Srinivas seems the child of the age of Visvesvaraya, his story the quintessentially modern one of single-minded, productive labour receiving its just deserts. But India’s modernity has a second quintessence, embodied in a different man, born just six months after Visvesvaraya. In 1894, that man wrote:

The substance that one calls one’s mind is so authoritarian that when it awakens and emerges into the light of day, the greater part of the world within and outside us is obscured under its influence … When it sees, it does not properly hear; when it hears, it does not properly see; and when it thinks, it neither sees nor hears properly. It has the power to move all irrelevancies far away from the path of its set purpose.

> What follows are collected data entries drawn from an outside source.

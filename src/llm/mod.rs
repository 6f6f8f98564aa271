//! Chat model client
//!
//! Non-streaming text generation through an Ollama daemon
//! (`POST /api/generate`).

use std::time::Duration;

use async_trait::async_trait;
use serde::{Deserialize, Serialize};

use crate::error::RagError;

// ============================================================================
// ChatModel Trait
// ============================================================================

/// Generates answer text from a fully assembled prompt.
#[async_trait]
pub trait ChatModel: Send + Sync {
    async fn generate(&self, prompt: &str) -> Result<String, RagError>;

    /// Model name (for logs).
    fn name(&self) -> &str;
}

// ============================================================================
// Ollama Chat
// ============================================================================

/// Generation can be slow on CPU-bound hosts; still bounded.
const REQUEST_TIMEOUT: Duration = Duration::from_secs(120);

/// Chat client for an Ollama daemon.
#[derive(Debug)]
pub struct OllamaChat {
    client: reqwest::Client,
    base_url: String,
    model: String,
}

#[derive(Debug, Serialize)]
struct GenerateRequest<'a> {
    model: &'a str,
    prompt: &'a str,
    stream: bool,
}

#[derive(Debug, Deserialize)]
struct GenerateResponse {
    response: String,
}

#[derive(Debug, Deserialize)]
struct OllamaError {
    error: String,
}

impl OllamaChat {
    pub fn new(base_url: &str, model: &str) -> Result<Self, RagError> {
        let client = reqwest::Client::builder()
            .timeout(REQUEST_TIMEOUT)
            .build()
            .map_err(|e| RagError::ChatModel(format!("failed to create HTTP client: {e}")))?;

        Ok(Self {
            client,
            base_url: base_url.trim_end_matches('/').to_string(),
            model: model.to_string(),
        })
    }
}

#[async_trait]
impl ChatModel for OllamaChat {
    async fn generate(&self, prompt: &str) -> Result<String, RagError> {
        let request = GenerateRequest {
            model: &self.model,
            prompt,
            stream: false,
        };

        let url = format!("{}/api/generate", self.base_url);
        let response = self
            .client
            .post(&url)
            .json(&request)
            .send()
            .await
            .map_err(|e| RagError::ChatModel(format!("failed to reach Ollama at {url}: {e}")))?;

        let status = response.status();
        let body = response
            .text()
            .await
            .map_err(|e| RagError::ChatModel(format!("failed to read response body: {e}")))?;

        if !status.is_success() {
            if let Ok(err) = serde_json::from_str::<OllamaError>(&body) {
                return Err(RagError::ChatModel(format!(
                    "Ollama error ({status}): {}",
                    err.error
                )));
            }
            return Err(RagError::ChatModel(format!("Ollama error ({status}): {body}")));
        }

        let parsed: GenerateResponse = serde_json::from_str(&body)
            .map_err(|e| RagError::ChatModel(format!("failed to parse generate response: {e}")))?;

        Ok(parsed.response.trim().to_string())
    }

    fn name(&self) -> &str {
        &self.model
    }
}

// ============================================================================
// Tests
// ============================================================================
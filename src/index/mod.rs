//! Vector index - storage and similarity search over embeddings
//!
//! The index itself is an external collaborator; this module defines the
//! record types and the `VectorIndex` seam, with a Pinecone implementation
//! in `pinecone`.

pub mod pinecone;

pub use pinecone::PineconeIndex;

use async_trait::async_trait;
use uuid::Uuid;

use crate::chunker::Chunk;
use crate::error::RagError;

// ============================================================================
// Types
// ============================================================================

/// A (vector, chunk text, metadata) triple to persist. Ids are assigned at
/// creation; ingestion is additive, so re-ingesting the same source produces
/// duplicate records (documented limitation).
#[derive(Debug, Clone)]
pub struct VectorEntry {
    pub id: String,
    pub embedding: Vec<f32>,
    pub chunk_text: String,
    pub source: String,
    pub page: Option<usize>,
}

impl VectorEntry {
    /// Pair a chunk with its embedding under a fresh record id.
    pub fn from_chunk(chunk: Chunk, embedding: Vec<f32>) -> Self {
        Self {
            id: Uuid::new_v4().to_string(),
            embedding,
            chunk_text: chunk.text,
            source: chunk.source,
            page: chunk.page,
        }
    }
}

/// A retrieved record with its similarity score.
#[derive(Debug, Clone)]
pub struct ScoredRecord {
    pub id: String,
    pub score: f32,
    pub chunk_text: String,
    pub source: String,
    pub page: Option<usize>,
}

// ============================================================================
// VectorIndex Trait
// ============================================================================

/// Writer + reader interface over a vector index.
#[async_trait]
pub trait VectorIndex: Send + Sync {
    /// Persist a batch of entries. One attempt per batch; an error means the
    /// whole attempt failed, never an undetected partial write.
    async fn upsert(&self, entries: &[VectorEntry]) -> Result<usize, RagError>;

    /// Return at most `top_k` records by descending similarity to the query
    /// vector. Ties keep insertion order.
    async fn query(&self, vector: &[f32], top_k: usize) -> Result<Vec<ScoredRecord>, RagError>;

    /// Configured index dimension.
    fn dimension(&self) -> usize;

    /// Index name (for logs).
    fn name(&self) -> &str;
}

// ============================================================================
// Tests
// ============================================================================

#[cfg(test)]
mod tests {
    use super::*;

    #[test]
    fn entry_from_chunk_gets_unique_id() {
        let chunk = Chunk {
            text: "The sky is blue.".into(),
            source: "facts.txt".into(),
            page: None,
        };
        let a = VectorEntry::from_chunk(chunk.clone(), vec![0.0; 4]);
        let b = VectorEntry::from_chunk(chunk, vec![0.0; 4]);
        assert_ne!(a.id, b.id);
        assert_eq!(a.chunk_text, "The sky is blue.");
    }
}
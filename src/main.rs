//! jarvis-rag CLI entry point

use anyhow::Result;
use clap::Parser;

fn main() -> Result<()> {
    tracing_subscriber::fmt()
        .with_env_filter(
            tracing_subscriber::EnvFilter::from_default_env()
                .add_directive(tracing::Level::INFO.into()),
        )
        .init();

    let cli = jarvis_rag::cli::Cli::parse();

    tokio::runtime::Builder::new_multi_thread()
        .enable_all()
        .build()?
        .block_on(jarvis_rag::cli::run(cli))
}
//! jarvis-rag - document Q&A over a vector knowledge base
//!
//! Ingests local documents (.txt, .md, .pdf, .docx) into a Pinecone index
//! using Ollama embeddings, and answers chat queries by retrieving the most
//! similar chunks and grounding an Ollama chat model on them.

pub mod chunker;
pub mod cli;
pub mod collector;
pub mod config;
pub mod embedding;
pub mod error;
pub mod extractor;
pub mod index;
pub mod ingest;
pub mod llm;
pub mod rag;
pub mod server;

// Re-exports
pub use chunker::{Chunk, ChunkConfig, TextChunker};
pub use collector::{CollectedFile, CollectorConfig, FileCollector, FileKind};
pub use config::{AppConfig, DEFAULT_TOP_K, EMBEDDING_DIMENSION};
pub use embedding::{EmbeddingProvider, OllamaEmbedder};
pub use error::RagError;
pub use extractor::{ContentExtractor, Document};
pub use index::{PineconeIndex, ScoredRecord, VectorEntry, VectorIndex};
pub use ingest::{ingest_directory, IngestReport};
pub use llm::{ChatModel, OllamaChat};
pub use rag::{RagEngine, FALLBACK_ANSWER};
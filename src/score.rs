//! High-score persistence collaborators.
//!
//! The engine only tracks the high score in memory; storing it durably is
//! a collaborator concern. Store failures are non-fatal: the session logs
//! a warning and keeps playing with the in-memory value.

use std::fs;
use std::io;
use std::path::PathBuf;

use serde::{Deserialize, Serialize};

/// Current score-file format version.
const VERSION: u8 = 1;

/// On-disk payload for the high score.
#[derive(Debug, Clone, Copy, Serialize, Deserialize)]
struct ScoreFile {
    /// Format version.
    version: u8,
    /// Best score seen so far.
    best: u32,
}

/// Loads the high score at startup and saves it whenever a new best is set.
pub trait HighScoreStore {
    /// Load the persisted high score; absent or unreadable data reads as 0.
    fn load(&self) -> u32;

    /// Persist a new high score.
    ///
    /// # Errors
    ///
    /// Returns an I/O error if the score could not be written; callers
    /// treat this as non-fatal.
    fn save(&mut self, score: u32) -> io::Result<()>;
}

/// High-score store backed by a small JSON file.
#[derive(Debug, Clone)]
pub struct JsonFileStore {
    path: PathBuf,
}

impl JsonFileStore {
    /// Create a store at the given path.
    #[must_use]
    pub fn new(path: impl Into<PathBuf>) -> Self {
        Self { path: path.into() }
    }

    /// Default location: `$HOME/.slide48/highscore.json`.
    ///
    /// Returns `None` when no home directory is available; callers fall
    /// back to an in-memory store.
    #[must_use]
    pub fn default_path() -> Option<PathBuf> {
        std::env::var_os("HOME")
            .map(|home| PathBuf::from(home).join(".slide48").join("highscore.json"))
    }
}

impl HighScoreStore for JsonFileStore {
    fn load(&self) -> u32 {
        fs::read_to_string(&self.path)
            .ok()
            .and_then(|text| serde_json::from_str::<ScoreFile>(&text).ok())
            .map_or(0, |file| file.best)
    }

    fn save(&mut self, score: u32) -> io::Result<()> {
        if let Some(parent) = self.path.parent() {
            fs::create_dir_all(parent)?;
        }
        let payload = serde_json::to_string_pretty(&ScoreFile {
            version: VERSION,
            best: score,
        })
        .map_err(io::Error::other)?;
        fs::write(&self.path, payload)
    }
}

/// In-memory store for tests and headless batch runs.
#[derive(Debug, Clone, Copy, Default)]
pub struct MemoryStore {
    best: u32,
}

impl MemoryStore {
    /// Create an empty in-memory store.
    #[must_use]
    pub fn new() -> Self {
        Self::default()
    }
}

impl HighScoreStore for MemoryStore {
    fn load(&self) -> u32 {
        self.best
    }

    fn save(&mut self, score: u32) -> io::Result<()> {
        self.best = score;
        Ok(())
    }
}
//! Output formatting utilities for CLI.

// Statistics intentionally average integers in floating point
#![allow(clippy::cast_precision_loss)]

use super::selfplay::GameRecord;
use serde::Serialize;
use slide48::Status;
use std::collections::BTreeMap;

/// Aggregated statistics over a batch of selfplay games.
#[derive(Debug, Default)]
pub(super) struct SelfplayStats {
    /// Total games played.
    pub(super) games_played: u64,
    /// Games that reached the win threshold.
    pub(super) wins: u64,
    /// Games that ran out of legal moves.
    pub(super) losses: u64,
    /// Games cut off by the turn cap while still playing.
    pub(super) unfinished: u64,
    /// Best final score seen.
    pub(super) best_score: u32,
    /// Total score across games.
    total_score: u64,
    /// Score sum of squares for std dev calculation.
    score_sq_sum: f64,
    /// Total board-changing turns across games.
    total_turns: u64,
    /// Count of games per largest tile reached.
    max_tiles: BTreeMap<u32, u64>,
}

impl SelfplayStats {
    /// Create empty stats.
    pub(super) fn new() -> Self {
        Self::default()
    }

    /// Fold one game into the stats.
    pub(super) fn add_record(&mut self, record: &GameRecord) {
        self.games_played += 1;
        self.total_turns += record.turns;

        match record.status {
            Status::Won => self.wins += 1,
            Status::Lost => self.losses += 1,
            Status::Playing => self.unfinished += 1,
        }

        self.best_score = self.best_score.max(record.score);
        self.total_score += u64::from(record.score);
        let score = f64::from(record.score);
        self.score_sq_sum += score * score;

        *self.max_tiles.entry(record.max_tile).or_insert(0) += 1;
    }

    /// Merge another thread's stats into this one.
    pub(super) fn merge(&mut self, other: &Self) {
        self.games_played += other.games_played;
        self.wins += other.wins;
        self.losses += other.losses;
        self.unfinished += other.unfinished;
        self.best_score = self.best_score.max(other.best_score);
        self.total_score += other.total_score;
        self.score_sq_sum += other.score_sq_sum;
        self.total_turns += other.total_turns;
        for (&tile, &count) in &other.max_tiles {
            *self.max_tiles.entry(tile).or_insert(0) += count;
        }
    }

    /// Win rate over played games (0.0-1.0).
    pub(super) fn win_rate(&self) -> f64 {
        if self.games_played == 0 {
            return 0.0;
        }
        self.wins as f64 / self.games_played as f64
    }

    /// Average final score.
    pub(super) fn avg_score(&self) -> f64 {
        if self.games_played == 0 {
            return 0.0;
        }
        self.total_score as f64 / self.games_played as f64
    }

    /// Score standard deviation.
    pub(super) fn score_std_dev(&self) -> f64 {
        if self.games_played == 0 {
            return 0.0;
        }
        let n = self.games_played as f64;
        let mean = self.avg_score();
        let variance = (self.score_sq_sum / n) - (mean * mean);
        if variance < 0.0 {
            0.0
        } else {
            variance.sqrt()
        }
    }

    /// Average game length in board-changing turns.
    pub(super) fn avg_turns(&self) -> f64 {
        if self.games_played == 0 {
            return 0.0;
        }
        self.total_turns as f64 / self.games_played as f64
    }

    /// Share of games whose largest tile was `tile`.
    fn tile_share(&self, count: u64) -> f64 {
        if self.games_played == 0 {
            return 0.0;
        }
        count as f64 / self.games_played as f64
    }

    /// Largest-tile distribution, ascending by tile.
    pub(super) fn max_tile_rows(&self) -> impl Iterator<Item = (u32, u64, f64)> + '_ {
        self.max_tiles
            .iter()
            .map(|(&tile, &count)| (tile, count, self.tile_share(count)))
    }
}

/// JSON-serializable selfplay result.
#[derive(Debug, Serialize)]
pub(super) struct JsonSelfplayResult {
    /// Total games played.
    games_played: u64,
    /// Games won.
    wins: u64,
    /// Games lost.
    losses: u64,
    /// Games cut off by the turn cap.
    unfinished: u64,
    /// Win rate (0.0-1.0).
    win_rate: f64,
    /// Average final score.
    avg_score: f64,
    /// Score standard deviation.
    score_std_dev: f64,
    /// Best final score.
    best_score: u32,
    /// Average game length in turns.
    avg_turns: f64,
    /// Largest-tile distribution.
    max_tiles: Vec<JsonMaxTile>,
}

/// JSON-serializable largest-tile bucket.
#[derive(Debug, Serialize)]
pub(super) struct JsonMaxTile {
    /// Largest tile reached.
    tile: u32,
    /// Number of games.
    count: u64,
    /// Share of all games (0.0-1.0).
    share: f64,
}

impl JsonSelfplayResult {
    /// Create from aggregated stats.
    pub(super) fn from_stats(stats: &SelfplayStats) -> Self {
        Self {
            games_played: stats.games_played,
            wins: stats.wins,
            losses: stats.losses,
            unfinished: stats.unfinished,
            win_rate: stats.win_rate(),
            avg_score: stats.avg_score(),
            score_std_dev: stats.score_std_dev(),
            best_score: stats.best_score,
            avg_turns: stats.avg_turns(),
            max_tiles: stats
                .max_tile_rows()
                .map(|(tile, count, share)| JsonMaxTile { tile, count, share })
                .collect(),
        }
    }
}

/// Format selfplay stats as human-readable text.
pub(super) fn format_selfplay_text(stats: &SelfplayStats) -> String {
    let mut output = String::new();

    output.push_str(&format!("Selfplay Results ({} games)\n", stats.games_played));
    output.push_str("========================================\n\n");

    output.push_str("Outcomes:\n");
    output.push_str(&format!(
        "  Wins: {} ({:.1}%)\n",
        stats.wins,
        stats.win_rate() * 100.0
    ));
    output.push_str(&format!("  Losses: {}\n", stats.losses));
    if stats.unfinished > 0 {
        output.push_str(&format!("  Unfinished (turn cap): {}\n", stats.unfinished));
    }

    output.push_str("\nScores:\n");
    output.push_str(&format!(
        "  Average: {:.1} (+/- {:.1})\n",
        stats.avg_score(),
        stats.score_std_dev()
    ));
    output.push_str(&format!("  Best: {}\n", stats.best_score));

    output.push_str("\nLargest Tile Reached:\n");
    for (tile, count, share) in stats.max_tile_rows() {
        output.push_str(&format!(
            "  {:>6}: {} ({:.1}%)\n",
            tile,
            count,
            share * 100.0
        ));
    }

    output.push_str(&format!(
        "\nAverage Game Length: {:.0} turns\n",
        stats.avg_turns()
    ));

    output
}

/// Format selfplay stats as CSV (largest-tile distribution).
pub(super) fn format_selfplay_csv(stats: &SelfplayStats) -> String {
    let mut output = String::new();

    // Header
    output.push_str("max_tile,count,share\n");

    // Data rows
    for (tile, count, share) in stats.max_tile_rows() {
        output.push_str(&format!("{tile},{count},{share:.4}\n"));
    }

    output
}
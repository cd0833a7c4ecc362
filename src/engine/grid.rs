//! The board and its tile accessors.

use crate::error::{GameError, GameResult};

/// Check whether a value is legal for a cell: empty, or a power of two ≥ 2.
#[must_use]
pub const fn is_valid_tile(value: u32) -> bool {
    value == 0 || (value >= 2 && value.is_power_of_two())
}

/// An N×N board of tiles.
///
/// A cell holds 0 (empty) or a power of two ≥ 2. Cells are addressed by
/// logical `(row, col)` coordinates; the linear storage order is an internal
/// detail that callers must never rely on.
#[derive(Debug, Clone, PartialEq, Eq)]
pub struct Grid {
    /// Side length of the board.
    size: usize,
    /// Cells in row-major order.
    cells: Vec<u32>,
}

impl Grid {
    /// Create an empty board with the given side length.
    ///
    /// # Errors
    ///
    /// Returns `InvalidConfiguration` if `size` is zero.
    pub fn new(size: usize) -> GameResult<Self> {
        if size == 0 {
            return Err(GameError::InvalidConfiguration(
                "grid size must be non-zero",
            ));
        }

        Ok(Self {
            size,
            cells: vec![0; size * size],
        })
    }

    /// Get the side length of the board.
    #[must_use]
    pub const fn size(&self) -> usize {
        self.size
    }

    /// Check if a coordinate is within the board.
    #[must_use]
    pub const fn in_bounds(&self, row: usize, col: usize) -> bool {
        row < self.size && col < self.size
    }

    /// Convert a logical coordinate to an index into the cell storage.
    const fn index_of(&self, row: usize, col: usize) -> Option<usize> {
        if self.in_bounds(row, col) {
            Some(row * self.size + col)
        } else {
            None
        }
    }

    /// Get the value at a cell.
    ///
    /// # Errors
    ///
    /// Returns `OutOfBounds` if the coordinate is outside the board.
    pub fn get(&self, row: usize, col: usize) -> GameResult<u32> {
        self.index_of(row, col)
            .map(|idx| self.cells[idx])
            .ok_or(GameError::OutOfBounds { row, col })
    }

    /// Set the value at a cell.
    ///
    /// # Errors
    ///
    /// Returns `OutOfBounds` if the coordinate is outside the board, or
    /// `InvalidTileValue` if the value is neither 0 nor a power of two ≥ 2.
    pub fn set(&mut self, row: usize, col: usize, value: u32) -> GameResult<()> {
        if !is_valid_tile(value) {
            return Err(GameError::InvalidTileValue(value));
        }

        let idx = self
            .index_of(row, col)
            .ok_or(GameError::OutOfBounds { row, col })?;
        self.cells[idx] = value;
        Ok(())
    }

    /// Iterate over all cells with their logical coordinates, row-major.
    pub fn iter(&self) -> impl Iterator<Item = (usize, usize, u32)> + '_ {
        self.cells.iter().enumerate().map(|(idx, &value)| {
            let row = idx / self.size;
            let col = idx % self.size;
            (row, col, value)
        })
    }

    /// Iterate over the coordinates of all empty cells, row-major.
    ///
    /// The sequence is recomputed from the current board state on every
    /// call; there is no stale-iterator behavior across mutations.
    pub fn empty_cells(&self) -> impl Iterator<Item = (usize, usize)> + '_ {
        self.iter()
            .filter(|&(_, _, value)| value == 0)
            .map(|(row, col, _)| (row, col))
    }

    /// Count the empty cells on the board.
    #[must_use]
    pub fn empty_count(&self) -> usize {
        self.cells.iter().filter(|&&value| value == 0).count()
    }

    /// Get the largest tile on the board (0 for an empty board).
    #[must_use]
    pub fn max_tile(&self) -> u32 {
        self.cells.iter().copied().max().unwrap_or(0)
    }
}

These are the words of that other Indian knight, Rabindranath Tagore, from an essay on children’s rhymes, published in 1907. Tagore celebrates just the human capacities for idle observation that Visvesvaraya, dread enemy of “aimless activities,” condemns. The resistance to the unconscious, the aimless, the irrelevant, he finds “authoritarian.” Who is the modern one here and who the throwback? Srinivas comes down on Tagore’s side. “I have a great hesitation in listing the lessons I have learned,” he says, because of “the dominant part which chance has played in my life. I almost feel like a piece of driftwood, moved hither and thither, by wave and wind, till it, at last, reaches the temporary sanctuary of some beach.”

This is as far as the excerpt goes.